Problem to solve:
Among the entries below, one line contains "fn time_label(&self, value: &Value)" and another contains "let instant = if". Transcribe those two lines and every line between them, exactly.

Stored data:
// =============================================================================
// Record Normalizer: upstream JSON record -> Tick
// =============================================================================
//
// The upstream schema is not stable: price may arrive as `ltp`, `last_price`,
// `lastPrice` or `close`, numbers may be JSON numbers or numeric strings, and
// expiry dates come in several layouts. Every field is looked up through a
// configurable priority list; the first usable candidate wins.
// =============================================================================

use chrono::{DateTime, Datelike, NaiveDate, NaiveDateTime};
use serde::{Deserialize, Serialize};
use serde_json::Value;
use thiserror::Error;

use crate::clock::WallZone;
use crate::types::Tick;

/// Canonical expiry key layout.
pub const EXPIRY_FORMAT: &str = "%d-%m-%Y";

/// Layout of time labels derived locally.
pub const TIME_LABEL_FORMAT: &str = "%H:%M:%S";

/// Date layouts accepted for expiry fields, tried in order.
const EXPIRY_LAYOUTS: &[&str] = &[
    "%d-%m-%Y", "%d-%b-%Y", "%d/%m/%Y", "%Y/%m/%d", "%d %b %Y", "%d%b%Y", "%d-%m-%y",
];

/// `%Y` happily reads `24` as year 24; anything earlier is a truncated year.
const MIN_EXPIRY_YEAR: i32 = 1000;

/// Epoch values above this are read as milliseconds.
const EPOCH_MILLIS_THRESHOLD: i64 = 100_000_000_000;

// =============================================================================
// Default-value helpers
// =============================================================================

fn strings(names: &[&str]) -> Vec<String> {
    names.iter().map(|s| s.to_string()).collect()
}

fn default_record_fields() -> Vec<String> {
    strings(&["resultData", "data", "records"])
}

fn default_expiry_fields() -> Vec<String> {
    strings(&["expiry_date", "expiryDate", "expiry"])
}

fn default_price_fields() -> Vec<String> {
    strings(&["ltp", "last_price", "lastPrice", "close"])
}

fn default_prev_close_fields() -> Vec<String> {
    strings(&["prev_close", "prevClose", "previous_close"])
}

fn default_time_fields() -> Vec<String> {
    strings(&["time", "timestamp"])
}

// =============================================================================
// NormalizerConfig
// =============================================================================

/// Field-name priority lists used to read upstream records.
#[derive(Debug, Clone, PartialEq, Serialize, Deserialize)]
pub struct NormalizerConfig {
    /// Top-level response fields that may hold the record batch.
    #[serde(default = "default_record_fields")]
    pub record_fields: Vec<String>,

    #[serde(default = "default_expiry_fields")]
    pub expiry_fields: Vec<String>,

    #[serde(default = "default_price_fields")]
    pub price_fields: Vec<String>,

    #[serde(default = "default_prev_close_fields")]
    pub prev_close_fields: Vec<String>,

    #[serde(default = "default_time_fields")]
    pub time_fields: Vec<String>,
}

impl Default for NormalizerConfig {
    fn default() -> Self {
        Self {
            record_fields: default_record_fields(),
            expiry_fields: default_expiry_fields(),
            price_fields: default_price_fields(),
            prev_close_fields: default_prev_close_fields(),
            time_fields: default_time_fields(),
        }
    }
}

// =============================================================================
// Errors
// =============================================================================

/// Why a single record could not become a tick.
#[derive(Debug, Clone, PartialEq, Error)]
pub enum NormalizeError {
    #[error("record is not a JSON object")]
    NotAnObject,
    #[error("no expiry field present")]
    MissingExpiry,
    #[error("unrecognised expiry date '{0}'")]
    BadExpiry(String),
    #[error("no numeric price in any of {0:?}")]
    MissingPrice(Vec<String>),
}

// =============================================================================
// RecordNormalizer
// =============================================================================

/// One record of an upstream batch.
#[derive(Debug, Clone, PartialEq)]
pub struct BatchRecord {
    /// Key of the per-expiry group the record was listed under, if any.
    pub group: Option<String>,
    pub body: Value,
}

impl BatchRecord {
    fn ungrouped(body: Value) -> Self {
        Self { group: None, body }
    }
}

#[derive(Debug, Clone)]
pub struct RecordNormalizer {
    config: NormalizerConfig,
    zone: WallZone,
}

impl RecordNormalizer {
    pub fn new(config: NormalizerConfig, zone: WallZone) -> Self {
        Self { config, zone }
    }

    /// Locate the record batch in an upstream response body.
    ///
    /// The batch field may hold an array of records, an object of per-expiry
    /// arrays (flattened in key order, each record tagged with its group key),
    /// or a single record object. Returns an empty batch when no configured
    /// field is present.
    pub fn extract_records(&self, body: &Value) -> Vec<BatchRecord> {
        let Some(batch) = self
            .config
            .record_fields
            .iter()
            .find_map(|name| body.get(name).filter(|v| !v.is_null()))
        else {
            return Vec::new();
        };

        match batch {
            Value::Array(items) => items.iter().cloned().map(BatchRecord::ungrouped).collect(),
            Value::Object(map) if map.values().all(Value::is_array) && !map.is_empty() => map
                .iter()
                .filter_map(|(key, items)| Some((key, items.as_array()?)))
                .flat_map(|(key, items)| {
                    items.iter().map(move |item| BatchRecord {
                        group: Some(key.clone()),
                        body: item.clone(),
                    })
                })
                .collect(),
            Value::Object(_) => vec![BatchRecord::ungrouped(batch.clone())],
            _ => Vec::new(),
        }
    }

    /// Turn one upstream record into a tick. `group` is the per-expiry key
    /// the record was listed under and is used when the record names no
    /// expiry itself. `fetched_at` labels records that carry no time of
    /// their own.
    pub fn normalize(
        &self,
        record: &Value,
        group: Option<&str>,
        fetched_at: NaiveDateTime,
    ) -> Result<Tick, NormalizeError> {
        if !record.is_object() {
            return Err(NormalizeError::NotAnObject);
        }

        let raw_expiry = self
            .config
            .expiry_fields
            .iter()
            .find_map(|name| record.get(name).and_then(value_as_text))
            .or_else(|| group.map(str::to_string))
            .ok_or(NormalizeError::MissingExpiry)?;
        let expiry = normalize_expiry(&raw_expiry)
            .ok_or_else(|| NormalizeError::BadExpiry(raw_expiry.clone()))?;

        let ltp = first_number(record, &self.config.price_fields)
            .ok_or_else(|| NormalizeError::MissingPrice(self.config.price_fields.clone()))?;

        let prev_close = first_number(record, &self.config.prev_close_fields).unwrap_or(0.0);

        let time = self
            .config
            .time_fields
            .iter()
            .find_map(|name| record.get(name).and_then(|v| self.time_label(v)))
            .unwrap_or_else(|| fetched_at.format(TIME_LABEL_FORMAT).to_string());

        Ok(Tick {
            time,
            ltp,
            prev_close,
            expiry,
        })
    }

    fn time_label(&self, value: &Value) -> Option<String> {
        match value {
            Value::String(s) if !s.trim().is_empty() => Some(s.trim().to_string()),
            Value::Number(n) => {
                let raw = n.as_i64()?;
                let instant = if raw > EPOCH_MILLIS_THRESHOLD {
                    DateTime::from_timestamp_millis(raw)?
                } else {
                    DateTime::from_timestamp(raw, 0)?
                };
                Some(self.zone.wall(instant).format(TIME_LABEL_FORMAT).to_string())
            }
            _ => None,
        }
    }
}

/// Canonicalise an upstream expiry value to `DD-MM-YYYY`.
///
/// ISO dates and datetimes are read from their first ten characters; other
/// layouts are tried from [`EXPIRY_LAYOUTS`]. Feeding the output back in
/// returns it unchanged.
pub fn normalize_expiry(raw: &str) -> Option<String> {
    let s = raw.trim();

    let plausible = |date: NaiveDate| (date.year() >= MIN_EXPIRY_YEAR).then_some(date);

    let iso = s
        .get(..10)
        .and_then(|head| NaiveDate::parse_from_str(head, "%Y-%m-%d").ok())
        .and_then(plausible);

    iso.or_else(|| {
        EXPIRY_LAYOUTS.iter().find_map(|layout| {
            NaiveDate::parse_from_str(s, layout).ok().and_then(plausible)
        })
    })
    .map(|date| date.format(EXPIRY_FORMAT).to_string())
}

fn value_as_text(value: &Value) -> Option<String> {
    match value {
        Value::String(s) if !s.trim().is_empty() => Some(s.clone()),
        _ => None,
    }
}

/// First field in `names` holding a finite number or numeric string.
fn first_number(record: &Value, names: &[String]) -> Option<f64> {
    names.iter().find_map(|name| {
        let parsed = match record.get(name)? {
            Value::Number(n) => n.as_f64(),
            Value::String(s) => s.trim().replace(',', "").parse::<f64>().ok(),
            _ => None,
        }?;
        parsed.is_finite().then_some(parsed)
    })
}

// =============================================================================
// Tests
// =============================================================================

Exercise answer:
    fn time_label(&self, value: &Value) -> Option<String> {
        match value {
            Value::String(s) if !s.trim().is_empty() => Some(s.trim().to_string()),
            Value::Number(n) => {
                let raw = n.as_i64()?;
                let instant = if raw > EPOCH_MILLIS_THRESHOLD {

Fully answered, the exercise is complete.